Cognac and Armagnac are both French brandies, with numerous similarities but some key differences too which non-alcohol experts are often unaware of – the most obvious of which is the location of their production; the terroirs of the two brandies are separated by around 300km.
The location of the Cognac and Armagnac regions in France
Armagnac is produced in the region of the same name, in southwest France in the foothills of the Pyrenees. The region contains three zones of growth: Bas-Armagnac, Armagnac-Ténarèze and Haut-Armagnac. The region is smaller than that of Cognac, hence the smaller volumes of Armagnac production.

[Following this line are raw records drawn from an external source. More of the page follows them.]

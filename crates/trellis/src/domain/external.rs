//! Records as they arrive from the external tracker.
//!
//! One [`ExternalIssue`] per input line. Fields the pipeline has no use for
//! (assignee, notes, design, ...) are ignored by serde.

use chrono::{DateTime, Utc};
use serde::{Deserialize, Serialize};
use std::fmt;

use super::EntityKind;

/// Dependency type that carries hierarchy information.
pub const PARENT_CHILD: &str = "parent-child";

/// An issue exported by the external tracker.
#[derive(Debug, Clone, PartialEq, Serialize, Deserialize)]
pub struct ExternalIssue {
    /// Identifier in the external system
    pub id: String,

    /// Issue title
    pub title: String,

    /// Issue description
    #[serde(default)]
    pub description: Option<String>,

    /// Status in the external vocabulary
    pub status: String,

    /// Priority, numeric or `P<digit>`
    pub priority: ExternalPriority,

    /// Type of the issue in the external tracker
    pub issue_type: ExternalIssueType,

    /// Creation timestamp
    #[serde(default)]
    pub created_at: Option<DateTime<Utc>>,

    /// Last update timestamp
    #[serde(default)]
    pub updated_at: Option<DateTime<Utc>>,

    /// Closed timestamp
    #[serde(default)]
    pub closed_at: Option<DateTime<Utc>>,

    /// Dependency edges, in source order
    #[serde(default)]
    pub dependencies: Option<Vec<ExternalDependency>>,

    /// Labels
    #[serde(default)]
    pub labels: Option<Vec<String>>,
}

impl ExternalIssue {
    /// The internal kind this issue is imported as, if any.
    pub fn kind(&self) -> Option<EntityKind> {
        self.issue_type.kind()
    }

    /// Dependency edges, empty when the field was absent.
    pub fn dependencies(&self) -> &[ExternalDependency] {
        self.dependencies.as_deref().unwrap_or_default()
    }
}

/// Priority as the external tracker writes it.
#[derive(Debug, Clone, PartialEq, Eq, Serialize, Deserialize)]
#[serde(untagged)]
pub enum ExternalPriority {
    /// A bare integer, e.g. `2`
    Number(i64),
    /// A string, expected to look like `P2`
    Text(String),
}

impl fmt::Display for ExternalPriority {
    fn fmt(&self, f: &mut fmt::Formatter<'_>) -> fmt::Result {
        match self {
            ExternalPriority::Number(n) => write!(f, "{n}"),
            ExternalPriority::Text(s) => write!(f, "{s:?}"),
        }
    }
}

/// External issue types. Anything other than the three supported types
/// deserializes to [`ExternalIssueType::Other`].
#[derive(Debug, Clone, Copy, PartialEq, Eq, Serialize, Deserialize)]
#[serde(rename_all = "lowercase")]
pub enum ExternalIssueType {
    /// Imported as an epic
    Epic,
    /// Imported as a feature
    Feature,
    /// Imported as a task
    Task,
    /// Bugs, chores and anything else; parsed but not imported
    #[serde(other)]
    Other,
}

impl ExternalIssueType {
    /// The internal kind for this type, or `None` for unsupported types.
    pub fn kind(self) -> Option<EntityKind> {
        match self {
            ExternalIssueType::Epic => Some(EntityKind::Epic),
            ExternalIssueType::Feature => Some(EntityKind::Feature),
            ExternalIssueType::Task => Some(EntityKind::Task),
            ExternalIssueType::Other => None,
        }
    }
}

/// A dependency edge attached to an external issue.
#[derive(Debug, Clone, PartialEq, Eq, Serialize, Deserialize)]
pub struct ExternalDependency {
    /// The issue the edge starts from. Usually the owning issue.
    #[serde(default)]
    pub issue_id: Option<String>,

    /// The issue depended on; the parent for `parent-child` edges
    pub depends_on_id: String,

    /// Edge type, e.g. `parent-child` or `blocks`
    #[serde(rename = "type")]
    pub dep_type: String,
}

impl ExternalDependency {
    /// Returns true if this edge is a parent-child edge owned by `owner_id`.
    ///
    /// Edges without an `issue_id` are treated as owned by the issue they are
    /// attached to.
    pub fn is_parent_edge_of(&self, owner_id: &str) -> bool {
        self.dep_type == PARENT_CHILD
            && self.issue_id.as_deref().is_none_or(|id| id == owner_id)
    }
}
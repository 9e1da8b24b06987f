//! Common test utilities shared across integration tests.

#![allow(dead_code)]

use serde_json::{Value, json};
use std::path::Path;
use std::process::{Command, Output};
use trellis::domain::{Product, TenantId, User};
use trellis::pipeline::ImportRequest;
use trellis::storage::{RecordStore, StoreBackend, create_store};

pub const TENANT: &str = "acme";
pub const PRODUCT: &str = "PROD-1";
pub const USER: &str = "USER-1";

/// Run the trellis binary in `dir` with `TRELLIS_*` variables cleared.
pub fn run_trellis_in_dir(dir: &Path, args: &[&str]) -> Output {
    Command::new(env!("CARGO_BIN_EXE_trellis"))
        .args(args)
        .current_dir(dir)
        .env_remove("TRELLIS_TENANT")
        .env_remove("TRELLIS_PRODUCT")
        .env_remove("TRELLIS_USER")
        .env("NO_COLOR", "1")
        .output()
        .expect("Failed to execute trellis binary")
}

/// Import request for the seeded tenant.
pub fn request() -> ImportRequest {
    ImportRequest::new(TENANT, PRODUCT, USER)
}

pub fn tenant() -> TenantId {
    TenantId::new(TENANT)
}

/// Insert the product and user an import needs.
pub async fn seed(store: &mut dyn RecordStore) {
    store
        .insert_product(Product {
            id: PRODUCT.to_string(),
            tenant_id: tenant(),
            name: "Storefront".to_string(),
        })
        .await
        .unwrap();
    store
        .insert_user(User {
            id: USER.to_string(),
            tenant_id: tenant(),
            name: "Importer".to_string(),
        })
        .await
        .unwrap();
}

/// An in-memory store with the seed context in place.
pub async fn seeded_store() -> Box<dyn RecordStore> {
    let mut store = create_store(StoreBackend::InMemory).await.unwrap();
    seed(store.as_mut()).await;
    store
}

/// One external issue as a JSON value.
pub fn issue(id: &str, issue_type: &str) -> Value {
    json!({
        "id": id,
        "title": format!("Issue {id}"),
        "status": "open",
        "priority": 2,
        "issue_type": issue_type,
    })
}

/// `issue` with a parent-child edge to `parent`.
pub fn child(id: &str, issue_type: &str, parent: &str) -> Value {
    let mut value = issue(id, issue_type);
    value["dependencies"] = json!([
        { "issue_id": id, "depends_on_id": parent, "type": "parent-child" }
    ]);
    value
}

/// Render values as JSONL input.
pub fn jsonl(values: &[Value]) -> String {
    values
        .iter()
        .map(|v| format!("{v}\n"))
        .collect::<String>()
}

The three zones of Armagnac in southern France
Cognac, on the other hand, is produced further north in the six zones of the Cognac region (surrounding the town of the same name): Grande Champagne, Petite Champagne, Borderies, Fins Bois, Bon Bois and Bois Ordinaire. (It should be pointed out that, confusing as it is, Grande Champagne and Petite Champagne here are the two oldest zones of the Cognac region and not in the, famous for sparkling wine, Champagne region, which is found far north-east of Cognac).
The six zones of the Cognac region, North of Bordeaux
Cognac was originally created by winemakers eager to export white wine to England and the Netherlands, with its proximity to the port of La Rochelle making exports much easier than further south in the Armagnac region. Because of this and the difference in size of regions, Armagnac is much less well-known outside Europe. However, Armagnac boasts its status as the oldest brandy to be distilled in France – according to some historians it dates from the 13th Century. Armagnac’s long history has always been entwined with French heritage and gastronomy, being written about by Cardinal Vital du Four in the 14th Century for its “Forty Virtues”, which included stopping redness, burning and tearing of the eyes, curing hepatitis, gout, cankers and fistula, healing wounds of the skin by application, recalling memories and even preserving youth!
Cognac and Armagnac use many of the same grapes, however whilst Cognac must be 90% Ugni blanc, Folle blanche or Colombard, Armagnac has to be Folle blanche, Colombard or Baco 22A. The overrepresentation of Ugni blanc in Cognac is mainly due to the Phylloxera outbreak of the late 19th Century wiping out vineyards across Europe. Regarding production processes, the two brandies are subjected to different distillation and ageing methods also; Cognac is distilled twice in pot stills to achieve 70% alcohol, Armagnac once in a continuous column still to achieve 52%. The continuous still for Armagnac was patented in 1818 and has been improved over time by distillers since that date. After distilling, the alcohol is aged in oak barrels – Cognac in Limousine or Tronçais oak, and Armagnac often in Limousine today although local black oak used to be their staple. Ages on the bottle are generally referring to the youngest of the blended vintages, but Armagnacs can be sold under single vintages too. If the wine is a blend, it will have one of four or five age references: VS or *** (Very Special or Three Stars) is the youngest designation, aged for a minimum of 2-3 years, VSOP or VO (Very Special Old Pale or Very Old) 3-4 years and XO (Extra Old), Napoleon or Hors d’âge between 6-10 years. XXO (Extra Extra Old) was added as a new quality of Cognac in 2018, and must be aged for a minimum of 14 years.
Cognac bottles showing the various age designations
These various differences add up to entirely separate products; while Cognac must be at least 40% ABV, Armagnac is usually between 46-48% and is given more complex and robust flavours throughout the distilling and ageing processes, as well as a softer taste.Armagnac is generally not diluted with water or added with flavour enhancers like many other brandies can be. If you are interested and willing to try the lesser known of these two giants, a tasting ‘trick’ is to dab your finger in the glass, then to the back of your hand. Once the liquid has evaporated, give it a smell; you should find aromas of dried fruit like apricots and possibly even butterscotch or liquorice.